An increase in consumer borrowing is fueling fintech efforts to expand the reach of their lending operations. Credit card spending rose by at least 20 percent in Q1 at each of the big four banks, and personal loan origination is also ticking higher. The increasingly attractive market is likely to lure more bidder interest to a financial services market awash in acquisition interest from both legacy and upstart players.

Recent activity plays into a wider phenomenon that’s seen sector incumbents turn to technology firms, even those specializing in data sets outside of their target markets, to grow. From insurance to banking and back, legacy industry players are acquiring and being acquired by tech companies.

Take banking. The client-customer relationship between lenders and fintech cooled merger interest between the fields until recently, when competition to build out rival platforms matured into full-scale acquisition interest.

Banks are not only dipping into tech, but you see tech funds looking to buy traditional banks, Grant Thornton partner John Cristiano told me.

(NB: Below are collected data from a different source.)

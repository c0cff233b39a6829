// Settings Tests - Testing Settings persistence

use crate::storage::Settings;
use std::time::Duration;
use tempfile::{NamedTempFile, TempDir};

#[test]
fn test_settings_default() {
    let settings = Settings::default();

    assert_eq!(settings.storage_path, "./data/letstalk.db");
    assert_eq!(settings.typing_timeout_ms, 5_000);
    assert_eq!(settings.typing_timeout(), Duration::from_secs(5));
    assert_eq!(settings.default_theme, "default");
    assert_eq!(settings.default_emoji, "👍");
    assert_eq!(settings.max_group_participants, 250);
}

#[test]
fn test_settings_save_and_load() {
    let temp_file = NamedTempFile::new().expect("Failed to create temp file");
    let path = temp_file.path();

    let mut settings = Settings::default();
    settings.storage_path = "/var/lib/letstalk/chat.db".to_string();
    settings.typing_timeout_ms = 8_000;
    settings.default_emoji = "❤️".to_string();
    settings.save(path).expect("Failed to save settings");

    let loaded = Settings::load(path).expect("Failed to load settings");

    assert_eq!(loaded.storage_path, "/var/lib/letstalk/chat.db");
    assert_eq!(loaded.typing_timeout_ms, 8_000);
    assert_eq!(loaded.default_emoji, "❤️");
    assert_eq!(loaded.max_group_participants, 250);
}

#[test]
fn test_settings_load_nonexistent() {
    let temp_dir = TempDir::new().expect("Failed to create temp dir");
    let path = temp_dir.path().join("nonexistent.json");

    let settings = Settings::load(&path).expect("Failed to load settings");
    assert_eq!(settings.typing_timeout_ms, 5_000);
}

#[test]
fn test_settings_load_empty_file() {
    let temp_file = NamedTempFile::new().expect("Failed to create temp file");

    let settings = Settings::load(temp_file.path()).expect("Failed to load settings");
    assert_eq!(settings.storage_path, "./data/letstalk.db");
}

#[test]
fn test_settings_partial_file_uses_defaults() {
    let temp_file = NamedTempFile::new().expect("Failed to create temp file");
    std::fs::write(temp_file.path(), r#"{ "max_group_participants": 32 }"#)
        .expect("Failed to write settings");

    let settings = Settings::load(temp_file.path()).expect("Failed to load settings");
    assert_eq!(settings.max_group_participants, 32);
    assert_eq!(settings.typing_timeout_ms, 5_000);
    assert_eq!(settings.default_theme, "default");
}

#[test]
fn test_settings_invalid_json() {
    let temp_file = NamedTempFile::new().expect("Failed to create temp file");
    std::fs::write(temp_file.path(), "{ not json").expect("Failed to write settings");

    let result = Settings::load(temp_file.path());
    assert!(matches!(result, Err(crate::Error::Storage(_))));
}

#[test]
fn test_settings_create_parent_directory() {
    let temp_dir = TempDir::new().expect("Failed to create temp dir");
    let path = temp_dir.path().join("config").join("settings.json");

    Settings::default().save(&path).expect("Failed to save settings");
    assert!(path.exists());
}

Indeed, tech platform SoFi earlier this year received conditional approval to become a bank in its own right, coinciding with its acquisition of bank charter-holder Golden Pacific Bank.

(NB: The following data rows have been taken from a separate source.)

impl ConversationService {
    /// Create a service over a conversation store and a message directory
    pub fn new(
        store: Arc<dyn ConversationStore>,
        messages: Arc<dyn MessageDirectory>,
        settings: Settings,
    ) -> Self {
        Self {
            store,
            messages,
            typing: Arc::new(TypingTracker::new(settings.typing_timeout())),
            settings: Arc::new(settings),
            locks: Arc::new(Mutex::new(HashMap::new())),
        }
    }

    /// Settings the service was built with
    pub fn settings(&self) -> &Settings {
        &self.settings
    }

    fn lock_table(&self) -> std::sync::MutexGuard<'_, LockTable> {
        // The table only maps ids to mutexes; a poisoned guard is still consistent
        self.locks.lock().unwrap_or_else(|e| e.into_inner())
    }

    fn lock_for(&self, key: &str) -> Arc<tokio::sync::Mutex<()>> {
        self.lock_table()
            .entry(key.to_string())
            .or_insert_with(|| Arc::new(tokio::sync::Mutex::new(())))
            .clone()
    }

    fn forget_lock(&self, key: &str, lock: &Arc<tokio::sync::Mutex<()>>) {
        let mut table = self.lock_table();
        // Only the table and the caller hold it: nobody is waiting
        if Arc::strong_count(lock) <= 2 {
            table.remove(key);
        }
    }

    /// Run `f` while holding the lock for `key`, then prune the entry
    async fn serialized<T, F, Fut>(&self, key: &str, f: F) -> Result<T>
    where
        F: FnOnce() -> Fut,
        Fut: std::future::Future<Output = Result<T>>,
    {
        let lock = self.lock_for(key);
        let guard = lock.lock().await;
        let result = f().await;
        drop(guard);
        self.forget_lock(key, &lock);
        result
    }

    #[cfg(test)]
    pub(crate) fn lock_count(&self) -> usize {
        self.lock_table().len()
    }

    fn load_active(&self, conversation_id: &str) -> Result<Conversation> {
        match self.store.load(conversation_id)? {
            Some(conversation) if !conversation.is_deleted() => Ok(conversation),
            _ => Err(Error::ConversationNotFound(conversation_id.to_string())),
        }
    }

    fn with_typing(&self, mut conversation: Conversation) -> Conversation {
        conversation.typing_users = self
            .typing
            .active(&conversation.id)
            .into_iter()
            .filter(|u| conversation.is_participant(u))
            .collect();
        conversation
    }

    /// Run one serialized load, mutate and save cycle
    ///
    /// `apply` reports whether it changed anything; unchanged records are not
    /// written back. A record that reaches the deleted state is removed from
    /// the store.
    async fn mutate<F>(&self, conversation_id: &str, apply: F) -> Result<Conversation>
    where
        F: FnOnce(&mut Conversation) -> Result<bool>,
    {
        self.serialized(conversation_id, move || async move {
            let mut conversation = self.load_active(conversation_id)?;
            if !apply(&mut conversation)? {
                return Ok(conversation);
            }

            if conversation.is_deleted() {
                self.store.delete(conversation_id)?;
                self.typing.clear_conversation(conversation_id);
                tracing::info!("Conversation {} deleted", conversation_id);
                return Ok(conversation);
            }

            conversation.revision = self.store.save(&conversation).inspect_err(|e| {
                tracing::warn!("Failed to save conversation {}: {}", conversation_id, e);
            })?;
            Ok(conversation)
        })
        .await
    }

    /// Start a direct conversation or form a group
    ///
    /// Every call creates a new record, direct pairs included; use
    /// [`ConversationService::open_direct`] to reuse an existing one.
    ///
    /// # Errors
    /// Returns [`Error::InvalidParticipants`] when the direct/group rules are
    /// violated or the group exceeds `max_group_participants`
    pub async fn create<I, S>(
        &self,
        participant_ids: I,
        is_group: bool,
        group_name: Option<String>,
        admin_id: Option<String>,
    ) -> Result<Conversation>
    where
        I: IntoIterator<Item = S>,
        S: Into<String>,
    {
        let mut conversation =
            Conversation::create(participant_ids, is_group, group_name, admin_id)?;

        if conversation.participants.len() > self.settings.max_group_participants {
            return Err(Error::InvalidParticipants(format!(
                "a group holds at most {} participants, got {}",
                self.settings.max_group_participants,
                conversation.participants.len()
            )));
        }

        conversation.theme = self.settings.default_theme.clone();
        conversation.emoji = self.settings.default_emoji.clone();
        conversation.revision = self.store.save(&conversation)?;

        tracing::info!(
            "Created {} conversation {} with {} participants",
            if is_group { "group" } else { "direct" },
            conversation.id,
            conversation.participants.len()
        );
        Ok(conversation)
    }

    /// Fetch a conversation for display, including live typing indicators
    pub async fn fetch(&self, conversation_id: &str) -> Result<Conversation> {
        let conversation = self.load_active(conversation_id)?;
        Ok(self.with_typing(conversation))
    }

    /// Record a delivered message
    ///
    /// Called once per message by the delivery subsystem; it must not be
    /// retried after a confirmed success.
    pub async fn record_incoming_message(
        &self,
        conversation_id: &str,
        sender_id: &str,
        message_id: &str,
    ) -> Result<Conversation> {
        let conversation = self
            .mutate(conversation_id, |c| {
                c.record_incoming_message(sender_id, message_id)?;
                Ok(true)
            })
            .await?;

        self.typing.stop(conversation_id, sender_id);
        tracing::debug!(
            "Recorded message {} from {} in {}",
            message_id,
            sender_id,
            conversation_id
        );
        Ok(self.with_typing(conversation))
    }

    /// Reset a participant's unread count
    pub async fn mark_read(&self, conversation_id: &str, user_id: &str) -> Result<Conversation> {
        let conversation = self
            .mutate(conversation_id, |c| c.mark_read(user_id))
            .await?;
        Ok(self.with_typing(conversation))
    }

    /// Archive or unarchive a conversation for one participant
    pub async fn set_archived(
        &self,
        conversation_id: &str,
        user_id: &str,
        archived: bool,
    ) -> Result<Conversation> {
        let conversation = self
            .mutate(conversation_id, |c| c.set_archived(user_id, archived))
            .await?;
        Ok(self.with_typing(conversation))
    }

    /// Mute or unmute a conversation for one participant
    pub async fn set_muted(
        &self,
        conversation_id: &str,
        user_id: &str,
        muted: bool,
    ) -> Result<Conversation> {
        let conversation = self
            .mutate(conversation_id, |c| c.set_muted(user_id, muted))
            .await?;
        Ok(self.with_typing(conversation))
    }

    /// Show a participant as typing until stopped or timed out
    pub async fn start_typing(&self, conversation_id: &str, user_id: &str) -> Result<()> {
        let mut conversation = self.load_active(conversation_id)?;
        conversation.start_typing(user_id)?;
        self.typing.start(conversation_id, user_id);
        Ok(())
    }

    /// Clear a participant's typing indicator
    pub async fn stop_typing(&self, conversation_id: &str, user_id: &str) -> Result<()> {
        let mut conversation = self.load_active(conversation_id)?;
        conversation.stop_typing(user_id)?;
        self.typing.stop(conversation_id, user_id);
        Ok(())
    }

    /// Add a member to a group
    pub async fn add_participant(
        &self,
        conversation_id: &str,
        user_id: &str,
    ) -> Result<Conversation> {
        let max = self.settings.max_group_participants;
        let conversation = self
            .mutate(conversation_id, |c| {
                if c.is_group && !c.is_participant(user_id) && c.participants.len() >= max {
                    return Err(Error::InvalidParticipants(format!(
                        "group {} is full ({} participants)",
                        c.id, max
                    )));
                }
                c.add_participant(user_id)
            })
            .await?;

        tracing::info!("User {} is a member of {}", user_id, conversation_id);
        Ok(self.with_typing(conversation))
    }

    /// Remove a member from a group
    ///
    /// The returned record is in the deleted state when the last member left.
    pub async fn remove_participant(
        &self,
        conversation_id: &str,
        user_id: &str,
    ) -> Result<Conversation> {
        let conversation = self
            .mutate(conversation_id, |c| c.remove_participant(user_id))
            .await?;

        self.typing.stop(conversation_id, user_id);
        tracing::info!("User {} left {}", user_id, conversation_id);
        Ok(self.with_typing(conversation))
    }

    /// Pin a message of this conversation
    ///
    /// # Errors
    /// Returns [`Error::MessageNotInConversation`] unless the message
    /// directory reports the message as delivered to this conversation
    pub async fn pin(&self, conversation_id: &str, message_id: &str) -> Result<Conversation> {
        let conversation = self
            .mutate(conversation_id, |c| {
                match self.messages.conversation_of(message_id)? {
                    Some(owner) if owner == c.id => c.pin(message_id),
                    _ => {
                        tracing::warn!(
                            "Rejected pin of {} in {}: message not in conversation",
                            message_id,
                            c.id
                        );
                        Err(Error::MessageNotInConversation {
                            conversation_id: c.id.clone(),
                            message_id: message_id.to_string(),
                        })
                    }
                }
            })
            .await?;
        Ok(self.with_typing(conversation))
    }

    /// Unpin a message
    pub async fn unpin(&self, conversation_id: &str, message_id: &str) -> Result<Conversation> {
        let conversation = self
            .mutate(conversation_id, |c| c.unpin(message_id))
            .await?;
        Ok(self.with_typing(conversation))
    }

    /// Change a group's name and avatar
    pub async fn rename_group(
        &self,
        conversation_id: &str,
        group_name: Option<String>,
        group_avatar: Option<String>,
    ) -> Result<Conversation> {
        let conversation = self
            .mutate(conversation_id, |c| c.rename_group(group_name, group_avatar))
            .await?;
        Ok(self.with_typing(conversation))
    }

    /// Change the display theme
    pub async fn set_theme(&self, conversation_id: &str, theme: &str) -> Result<Conversation> {
        let conversation = self
            .mutate(conversation_id, |c| c.set_theme(theme))
            .await?;
        Ok(self.with_typing(conversation))
    }

    /// Change the quick-reaction emoji
    pub async fn set_emoji(&self, conversation_id: &str, emoji: &str) -> Result<Conversation> {
        let conversation = self
            .mutate(conversation_id, |c| c.set_emoji(emoji))
            .await?;
        Ok(self.with_typing(conversation))
    }

    /// Delete a conversation for everyone
    pub async fn delete(&self, conversation_id: &str) -> Result<()> {
        self.mutate(conversation_id, |c| {
            c.mark_deleted()?;
            Ok(true)
        })
        .await?;
        Ok(())
    }

    /// Every conversation of a user, most recently updated first
    pub async fn conversations_for(&self, user_id: &str) -> Result<Vec<Conversation>> {
        let conversations = self.store.query_by_participant(user_id)?;
        Ok(conversations
            .into_iter()
            .filter(|c| !c.is_deleted())
            .map(|c| self.with_typing(c))
            .collect())
    }

    /// Conversations the user has not archived
    pub async fn inbox(&self, user_id: &str) -> Result<Vec<Conversation>> {
        let mut conversations = self.conversations_for(user_id).await?;
        conversations.retain(|c| !c.is_archived_by(user_id));
        Ok(conversations)
    }

    /// Conversations the user has archived
    pub async fn archived(&self, user_id: &str) -> Result<Vec<Conversation>> {
        let mut conversations = self.conversations_for(user_id).await?;
        conversations.retain(|c| c.is_archived_by(user_id));
        Ok(conversations)
    }

    /// Unread messages across the user's conversations, muted ones excluded
    pub async fn total_unread(&self, user_id: &str) -> Result<u64> {
        let conversations = self.store.query_by_participant(user_id)?;
        Ok(conversations
            .iter()
            .filter(|c| !c.is_muted_by(user_id))
            .map(|c| c.unread_for(user_id) as u64)
            .sum())
    }

    /// The direct conversation between two users, if any
    pub async fn find_direct(&self, user_a: &str, user_b: &str) -> Result<Option<Conversation>> {
        let conversations = self.store.query_by_participant(user_a)?;
        Ok(conversations
            .into_iter()
            .find(|c| !c.is_group && !c.is_deleted() && c.is_participant(user_b))
            .map(|c| self.with_typing(c)))
    }

    /// The direct conversation between two users, created when missing
    pub async fn open_direct(&self, user_a: &str, user_b: &str) -> Result<Conversation> {
        let (low, high) = if user_a <= user_b {
            (user_a, user_b)
        } else {
            (user_b, user_a)
        };
        let key = format!("direct:{}:{}", low, high);
        self.serialized(&key, move || async move {
            match self.find_direct(user_a, user_b).await? {
                Some(existing) => Ok(existing),
                None => self.create([user_a, user_b], false, None, None).await,
            }
        })
        .await
    }
}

Elsewhere, traditional finance players have expanded their businesses to include technology players with access to growing loan portfolios. This week’s announcement that Intercontinental Exchange plans to acquire mortgage tech company Black Knight is illustrative. The exchange is doubling down on an earlier acquisition of Ellie Mae to buy the mortgage software provider in a bet that mortgage servicing will continue to see growth.

The fintech merger bonanza appears to still have legs.